The delete page should display title "Delete item type item title?" as <h1 /> element under the toolbar.

Clicking yes should delete the item and return user to the welcome page. Clicking no should return user to the view page for that item.

Document toolbar

The document toolbar is a list of possible actions, or "pages" for handling the document in AIS. The buttons should include the following:

  • Edit item
  • View item
  • Delete item
  • Other possible actions (approve, etc.)

Comment from Torben: NAP could be some help here

Currently there are plans to extend NAP to provide more powerful back to site and back to admin interface links with it. (Thanks to Bergie)

In that respect I was thinking about two more things, that would prove valuable in respect of NAP:

First, there should be not only a simple link to AIS available (which should always be the view URL per definition, the taviewer currently breaks this rule btw.). Instead of a single AIS nav name, it should be threefold, naming the links "view" (the default we have now), "edit" and "delete", so that the automatic navigation interface can honor this. It will also finally make edit-this-page links feasilble. Note, that there may also be "create" links, that might only make sense for a topic though (although this is finally a problem of the actual component in question, if you want to have create links within a leaf or not). The view link stays mandatory, the edit link should also be there always; both delete and create can be optional though.

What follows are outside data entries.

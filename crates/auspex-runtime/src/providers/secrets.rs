//! Credential handling for LLM providers.
//!
//! Two jobs live here:
//!
//! 1. [`ApiCredential`]: a secrecy-wrapped key that cannot leak through
//!    `Debug`/`Display` and is zeroed on drop.
//! 2. [`CredentialResolver`]: the injected capability that maps a
//!    provider name to its credential. The engine is constructed with a
//!    resolver instead of reading environment variables itself, so tests
//!    and gateways with inline credentials supply their own without
//!    touching process-wide state.
//!
//! ## Usage
//!
//! ```ignore
//! use auspex_runtime::providers::{CredentialResolver, EnvCredentials};
//!
//! let resolver = EnvCredentials;          // looks up OPENAI_API_KEY etc.
//! let cred = resolver.resolve("openai")?;
//! request.header("authorization", format!("Bearer {}", cred.expose()));
//! ```

use secrecy::{ExposeSecret, SecretString};
use std::collections::BTreeMap;
use std::fmt;

use super::ProviderError;

/// Where a credential was loaded from.
///
/// Useful for debugging configuration issues without exposing the value.
#[derive(Debug, Clone, Copy, PartialEq, Eq)]
pub enum CredentialSource {
    /// Loaded from an environment variable
    Environment,
    /// Supplied inline by the caller (request body or config)
    Inline,
    /// Provided programmatically (tests, embedding hosts)
    Programmatic,
}

impl fmt::Display for CredentialSource {
    fn fmt(&self, f: &mut fmt::Formatter<'_>) -> fmt::Result {
        match self {
            CredentialSource::Environment => write!(f, "environment"),
            CredentialSource::Inline => write!(f, "inline"),
            CredentialSource::Programmatic => write!(f, "programmatic"),
        }
    }
}

/// A securely-stored API credential.
///
/// `Debug` and `Display` show `[REDACTED]`; the value is only reachable
/// through an explicit [`expose`](ApiCredential::expose) at the point of
/// use, typically while setting an HTTP header.
#[derive(Clone)]
pub struct ApiCredential {
    value: SecretString,
    source: CredentialSource,
}

impl ApiCredential {
    /// Wrap a credential value.
    pub fn new(value: impl Into<String>, source: CredentialSource) -> Self {
        Self {
            value: SecretString::from(value.into()),
            source,
        }
    }

    /// Expose the credential for use in an API call.
    ///
    /// Only call this where the value is actually needed; never store the
    /// exposed string.
    pub fn expose(&self) -> &str {
        self.value.expose_secret()
    }

    /// Check if the credential is empty.
    pub fn is_empty(&self) -> bool {
        self.value.expose_secret().is_empty()
    }

    /// Get the source of this credential.
    pub fn source(&self) -> CredentialSource {
        self.source
    }
}

impl fmt::Debug for ApiCredential {
    fn fmt(&self, f: &mut fmt::Formatter<'_>) -> fmt::Result {
        f.debug_struct("ApiCredential")
            .field("value", &"[REDACTED]")
            .field("source", &self.source)
            .finish()
    }
}

impl fmt::Display for ApiCredential {
    fn fmt(&self, f: &mut fmt::Formatter<'_>) -> fmt::Result {
        write!(f, "[REDACTED] from {}", self.source)
    }
}

/// Capability that resolves a provider name to its API credential.
///
/// Injected into the engine at construction. A failed resolution fails
/// only that provider's attempt; the evaluation carries on with the rest
/// of the roster.
pub trait CredentialResolver: Send + Sync {
    /// Resolve the credential for `provider`.
    fn resolve(&self, provider: &str) -> Result<ApiCredential, ProviderError>;

    /// Check availability without handing the credential out.
    fn is_available(&self, provider: &str) -> bool {
        self.resolve(provider).is_ok()
    }
}

/// Environment variable name for a provider's API key.
///
/// `openai` → `OPENAI_API_KEY`, `deepseek` → `DEEPSEEK_API_KEY`; dashes
/// become underscores.
pub fn env_var_for(provider: &str) -> String {
    format!("{}_API_KEY", provider.to_uppercase().replace('-', "_"))
}

/// Resolver backed by `<PROVIDER_NAME>_API_KEY` environment variables.
#[derive(Debug, Clone, Copy, Default)]
pub struct EnvCredentials;

impl CredentialResolver for EnvCredentials {
    fn resolve(&self, provider: &str) -> Result<ApiCredential, ProviderError> {
        let var = env_var_for(provider);
        match std::env::var(&var) {
            Ok(value) if !value.trim().is_empty() => {
                Ok(ApiCredential::new(value, CredentialSource::Environment))
            }
            _ => Err(ProviderError::MissingCredential(format!(
                "set the {} environment variable",
                var
            ))),
        }
    }
}

/// Resolver backed by an in-memory map.
///
/// The deployment shape for gateways that receive inline per-provider
/// credentials, and the test double everywhere else.
#[derive(Default)]
pub struct StaticCredentials {
    keys: BTreeMap<String, ApiCredential>,
}

impl StaticCredentials {
    /// Create an empty resolver.
    pub fn new() -> Self {
        Self::default()
    }

    /// Add a credential for a provider.
    pub fn with(mut self, provider: impl Into<String>, value: impl Into<String>) -> Self {
        self.keys.insert(
            provider.into(),
            ApiCredential::new(value, CredentialSource::Inline),
        );
        self
    }
}

impl CredentialResolver for StaticCredentials {
    fn resolve(&self, provider: &str) -> Result<ApiCredential, ProviderError> {
        match self.keys.get(provider) {
            Some(cred) if !cred.is_empty() => Ok(cred.clone()),
            _ => Err(ProviderError::MissingCredential(format!(
                "no credential registered for provider '{}'",
                provider
            ))),
        }
    }
}

impl fmt::Debug for StaticCredentials {
    fn fmt(&self, f: &mut fmt::Formatter<'_>) -> fmt::Result {
        f.debug_struct("StaticCredentials")
            .field("providers", &self.keys.keys().collect::<Vec<_>>())
            .finish()
    }
}

#[cfg(test)]
mod tests {
    use super::*;

    #[test]
    fn test_credential_redacted_in_debug() {
        let secret = "sk-super-secret-key-12345";
        let cred = ApiCredential::new(secret, CredentialSource::Programmatic);

        let debug = format!("{:?}", cred);
        assert!(!debug.contains(secret), "secret exposed in Debug!");
        assert!(debug.contains("[REDACTED]"));
    }

    #[test]
    fn test_credential_redacted_in_display() {
        let secret = "sk-super-secret-key-12345";
        let cred = ApiCredential::new(secret, CredentialSource::Inline);

        let display = format!("{}", cred);
        assert!(!display.contains(secret), "secret exposed in Display!");
        assert!(display.contains("inline"));
    }

    #[test]
    fn test_credential_expose() {
        let cred = ApiCredential::new("sk-key", CredentialSource::Programmatic);
        assert_eq!(cred.expose(), "sk-key");
    }

    #[test]
    fn test_env_var_naming() {
        assert_eq!(env_var_for("openai"), "OPENAI_API_KEY");
        assert_eq!(env_var_for("deepseek"), "DEEPSEEK_API_KEY");
        assert_eq!(env_var_for("my-provider"), "MY_PROVIDER_API_KEY");
    }

    #[test]
    fn test_env_resolver_missing_var() {
        let err = EnvCredentials.resolve("nonexistent-provider-xyz").unwrap_err();
        assert!(err.is_missing_credential());
        assert!(err.to_string().contains("NONEXISTENT_PROVIDER_XYZ_API_KEY"));
    }

    #[test]
    fn test_env_resolver_reads_var() {
        std::env::set_var("TESTPROV_API_KEY", "env-key");
        let cred = EnvCredentials.resolve("testprov").unwrap();
        assert_eq!(cred.expose(), "env-key");
        assert_eq!(cred.source(), CredentialSource::Environment);
        std::env::remove_var("TESTPROV_API_KEY");
    }

    #[test]
    fn test_static_resolver() {
        let resolver = StaticCredentials::new().with("openai", "sk-test");

        assert!(resolver.is_available("openai"));
        assert!(!resolver.is_available("gemini"));
        assert_eq!(resolver.resolve("openai").unwrap().expose(), "sk-test");
        assert_eq!(
            resolver.resolve("openai").unwrap().source(),
            CredentialSource::Inline
        );
    }

    #[test]
    fn test_static_resolver_rejects_empty_value() {
        let resolver = StaticCredentials::new().with("openai", "");
        assert!(resolver.resolve("openai").unwrap_err().is_missing_credential());
    }

    #[test]
    fn test_static_resolver_debug_lists_names_only() {
        let resolver = StaticCredentials::new().with("openai", "sk-test");
        let debug = format!("{:?}", resolver);
        assert!(debug.contains("openai"));
        assert!(!debug.contains("sk-test"));
    }
}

The second problem could solve a whole load of problems like approval, locking and the forth: Currently, there is no way to attach meta-information across all elements of a website like the way NAP provides you with revisor date and person id for example. The problem in implementing this is the fact, that there might not be an Midgard Object behind every leaf NAP provides you with; along with the fact that only the component can finally know how to locate the objects in question. Therefore NAP could be (rather easily) extended to provide an so-called metadata interface for its leaves and nodes. The components responsibility would be rather easy: They must be able to store string-based key-value pairs on each leaf they present (storing this data on the node is easy, as nodes are always topics). This will most of the time be simple parameters that should always be stored to the midcom.nap domain of the object. This will finally allow an easy, and constistent, implementation of approval schemes, object locking and the forth. Actually, even more crazy permission stuff for example can be handled at this point, as NAP is aware of many things the usual component does not know. Apart from the simple fact, that this will give an unified user interface across the whole website and the fact, that the components will get those NAP services for free.


The document toolbar items should be presented as "tabs", and the current page should be highlighted.

Next to the actual toolbar actions, there should be two short links. They should be presented as visually different from "action items":

  • Back to topic
  • Back to site

Comment from Tarjei:

IMHO one of the problems with current AIS is the reliance on the cancel button. AIS needs either some js-magic or some other way to make sure that locks, stale articles etc. are cleared if the user closes the window for whatever reason.



Eye candy

Localization

To make localization of MidCOM to different languages easier and more consistent, all MidCOM components should use the central MidCOM l10n repository for all the common strings.

This includes all terms like "Save", "Edit", "Delete", "View" and "Next".


Comment from Torben: There are some minor organisational details here

I found, that the current string databases, while quite correctly designed, lack an efficient distribution facility. I recently added some new strings I introduced for component configuration within the main MidCOM L10n library, resulting in the fact, that I needed to tell others "if you want the new TAViewer, please upgrade to the latest MidCOM core because of 2 L10n strings added there". Currently this is not too bad, although there some time might be a problem when users don't want to (or simply cannot) upgrade to the latest midcom.xml for some reasons only known to them.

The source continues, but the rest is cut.